__Data to process__

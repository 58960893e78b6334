//! Product export loader.
//!
//! Reads products exported from the realtime database, either as JSON
//! (an array of records, or an object keyed by product id) or as CSV with
//! columns:
//!   id, name, quantity, originalPrice, category, isSold, soldPrice,
//!   soldDate, lowStockThreshold, createdAt, updatedAt, buyerInfo
//!
//! `buyerInfo` and the columns after `soldDate` may be omitted.

use std::io::Read;
use std::path::Path;

use serde::Deserialize;
use serde_json::Value;

use crate::error::LoadError;
use crate::types::{Product, ProductRecord};

/// A CSV row. Booleans arrive as text, blank optional cells as `None`.
#[derive(Debug, Clone, Deserialize)]
#[serde(rename_all = "camelCase")]
struct CsvProductRow {
    id: String,
    name: String,
    quantity: u32,
    original_price: f64,
    #[serde(default)]
    category: String,
    #[serde(deserialize_with = "deserialize_bool")]
    is_sold: bool,
    sold_price: Option<f64>,
    sold_date: Option<i64>,
    #[serde(default)]
    low_stock_threshold: Option<u32>,
    #[serde(default)]
    created_at: i64,
    #[serde(default)]
    updated_at: i64,
    #[serde(default)]
    buyer_info: Option<String>,
}

impl CsvProductRow {
    fn into_record(self) -> ProductRecord {
        ProductRecord {
            id: self.id,
            name: self.name,
            quantity: self.quantity,
            original_price: self.original_price,
            category: self.category,
            is_sold: self.is_sold,
            sold_price: self.sold_price,
            sold_date: self.sold_date,
            buyer_info: self.buyer_info.filter(|b| !b.is_empty()),
            low_stock_threshold: self.low_stock_threshold,
            created_at: self.created_at,
            updated_at: self.updated_at,
        }
    }
}

/// Load products from a JSON reader.
///
/// Accepts an array of records or an object keyed by product id. For keyed
/// exports, a record with a blank `id` takes its key as id. A malformed
/// record fails the load with an error naming its key (or array index).
pub fn load_products_json<R: Read>(reader: R) -> Result<Vec<Product>, LoadError> {
    let export: Value = serde_json::from_reader(reader)?;
    let records = match export {
        Value::Array(items) => items
            .into_iter()
            .enumerate()
            .map(|(index, item)| parse_record(index.to_string(), item))
            .collect::<Result<Vec<_>, _>>()?,
        Value::Object(map) => map
            .into_iter()
            .map(|(key, item)| {
                let mut record = parse_record(key.clone(), item)?;
                if record.id.is_empty() {
                    record.id = key;
                }
                Ok(record)
            })
            .collect::<Result<Vec<_>, LoadError>>()?,
        other => return Err(LoadError::InvalidExport(json_kind(&other))),
    };
    Ok(records.into_iter().map(Product::from).collect())
}

fn parse_record(key: String, item: Value) -> Result<ProductRecord, LoadError> {
    serde_json::from_value(item).map_err(|source| LoadError::Record { key, source })
}

fn json_kind(value: &Value) -> &'static str {
    match value {
        Value::Null => "null",
        Value::Bool(_) => "a boolean",
        Value::Number(_) => "a number",
        Value::String(_) => "a string",
        Value::Array(_) => "an array",
        Value::Object(_) => "an object",
    }
}

/// Load products from a CSV reader.
pub fn load_products_csv<R: Read>(reader: R) -> Result<Vec<Product>, LoadError> {
    let mut csv_reader = csv::ReaderBuilder::new()
        .has_headers(true)
        .trim(csv::Trim::All)
        .from_reader(reader);

    let mut products = Vec::new();
    for (line_num, result) in csv_reader.deserialize().enumerate() {
        let row: CsvProductRow = result.map_err(|source| LoadError::Csv {
            line: line_num + 2,
            source,
        })?;
        products.push(Product::from(row.into_record()));
    }

    Ok(products)
}

/// Load products from a file, picking the format from its extension.
pub fn load_products_file<P: AsRef<Path>>(path: P) -> Result<Vec<Product>, LoadError> {
    let path = path.as_ref();
    let extension = path
        .extension()
        .and_then(|e| e.to_str())
        .map(str::to_ascii_lowercase)
        .unwrap_or_default();

    let open = || {
        std::fs::File::open(path).map_err(|source| LoadError::Io {
            path: path.display().to_string(),
            source,
        })
    };

    let products = match extension.as_str() {
        "json" => load_products_json(std::io::BufReader::new(open()?))?,
        "csv" => load_products_csv(open()?)?,
        _ => return Err(LoadError::UnsupportedFormat(path.display().to_string())),
    };
    log::info!("loaded {} products from {}", products.len(), path.display());
    Ok(products)
}

/// Order products the way the storage listing does: newest `createdAt` first.
pub fn sort_newest_first(products: &mut [Product]) {
    products.sort_by(|a, b| b.created_at.cmp(&a.created_at));
}

/// Flexible bool deserializer: handles "true"/"false", "1"/"0", "yes"/"no".
fn deserialize_bool<'de, D>(deserializer: D) -> Result<bool, D::Error>
where
    D: serde::Deserializer<'de>,
{
    let s = String::deserialize(deserializer)?;
    match s.to_lowercase().trim() {
        "true" | "1" | "yes" | "y" => Ok(true),
        "false" | "0" | "no" | "n" | "" => Ok(false),
        other => Err(serde::de::Error::custom(format!(
            "expected bool value, got '{}'",
            other
        ))),
    }
}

__Requirement__
Your task is to repeat the records exactly. Begin at their first line and stop after the line containing "createdAt, updatedAt, buyerInfo".

__Answer area__
repository 58960893e78b6334
//! Product export loader.
//!
//! Reads products exported from the realtime database, either as JSON
//! (an array of records, or an object keyed by product id) or as CSV with
//! columns:
//!   id, name, quantity, originalPrice, category, isSold, soldPrice,
//!   soldDate, lowStockThreshold, createdAt, updatedAt, buyerInfo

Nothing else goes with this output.